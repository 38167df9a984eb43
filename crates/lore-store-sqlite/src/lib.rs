//! SQLite + filesystem backend for the Lore truth store.
//!
//! Wraps [`tokio_rusqlite`] so all database access runs on a dedicated thread
//! without blocking the async runtime. Raw source bytes are not kept in the
//! database: they live beside it as content-addressed blob files.

mod blob;
mod encode;
mod schema;
mod store;

pub use store::SqliteStore;

#[cfg(test)]
mod tests;
//! Provenance-aware read paths: snapshots, field provenance, timelines.
//!
//! Every read addressed to a merged entity transparently redirects to its
//! canonical target, so clients holding a stale entity id keep getting
//! answers. Snapshots are recomputed from the ledger on every call; nothing
//! here is cached.

use lore_core::{
  Error, Result,
  observation::RawFragment,
  snapshot::{self, EntitySnapshot},
  timeline::{self, TimelineEvent},
  store::TruthStore,
};
use chrono::{DateTime, Utc};
use serde::Serialize;
use uuid::Uuid;

use crate::engine::Engine;

/// Provenance chain of one snapshot field: the winning observation and its
/// links back to run and source.
#[derive(Debug, Clone, Serialize)]
pub struct FieldProvenance {
  pub entity_id:             Uuid,
  pub field:                 String,
  pub observation_id:        Uuid,
  pub source_id:             Uuid,
  pub interpretation_run_id: Option<Uuid>,
}

impl<S: TruthStore> Engine<S> {
  /// Reduce an entity's full ledger to its current state.
  pub async fn get_snapshot(
    &self,
    user_id: Uuid,
    entity_id: Uuid,
  ) -> Result<EntitySnapshot> {
    let entity = self.canonical_entity(user_id, entity_id).await?;
    let observations = self
      .store
      .observations_for_entity(user_id, entity.entity_id)
      .await?;
    Ok(snapshot::reduce(&entity, &observations))
  }

  /// Trace one snapshot field back to the observation that won it.
  pub async fn get_field_provenance(
    &self,
    user_id: Uuid,
    entity_id: Uuid,
    field: &str,
  ) -> Result<FieldProvenance> {
    let snapshot = self.get_snapshot(user_id, entity_id).await?;
    let Some(winner) = snapshot.fields.get(field) else {
      return Err(Error::not_found("field", field));
    };
    Ok(FieldProvenance {
      entity_id:             snapshot.entity_id,
      field:                 field.to_string(),
      observation_id:        winner.observation_id,
      source_id:             winner.source_id,
      interpretation_run_id: winner.interpretation_run_id,
    })
  }

  /// Chronological event history of an entity within an optional range
  /// (`from` inclusive, `until` exclusive).
  pub async fn list_timeline(
    &self,
    user_id: Uuid,
    entity_id: Uuid,
    from: Option<DateTime<Utc>>,
    until: Option<DateTime<Utc>>,
  ) -> Result<Vec<TimelineEvent>> {
    let entity = self.canonical_entity(user_id, entity_id).await?;
    let observations = self
      .store
      .observations_for_entity(user_id, entity.entity_id)
      .await?;
    let merges = self.store.merges_into(user_id, entity.entity_id).await?;
    Ok(timeline::assemble(&entity, &observations, &merges, from, until))
  }

  /// Rejected fragments recorded against an entity, for audit.
  pub async fn list_fragments(
    &self,
    user_id: Uuid,
    entity_id: Uuid,
  ) -> Result<Vec<RawFragment>> {
    let entity = self.canonical_entity(user_id, entity_id).await?;
    self.store.fragments_for_entity(user_id, entity.entity_id).await
  }
}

- Problem to work on
Once every line of the listing that contains "Result" has been counted, give the total and nothing else.

- Answer to the problem
5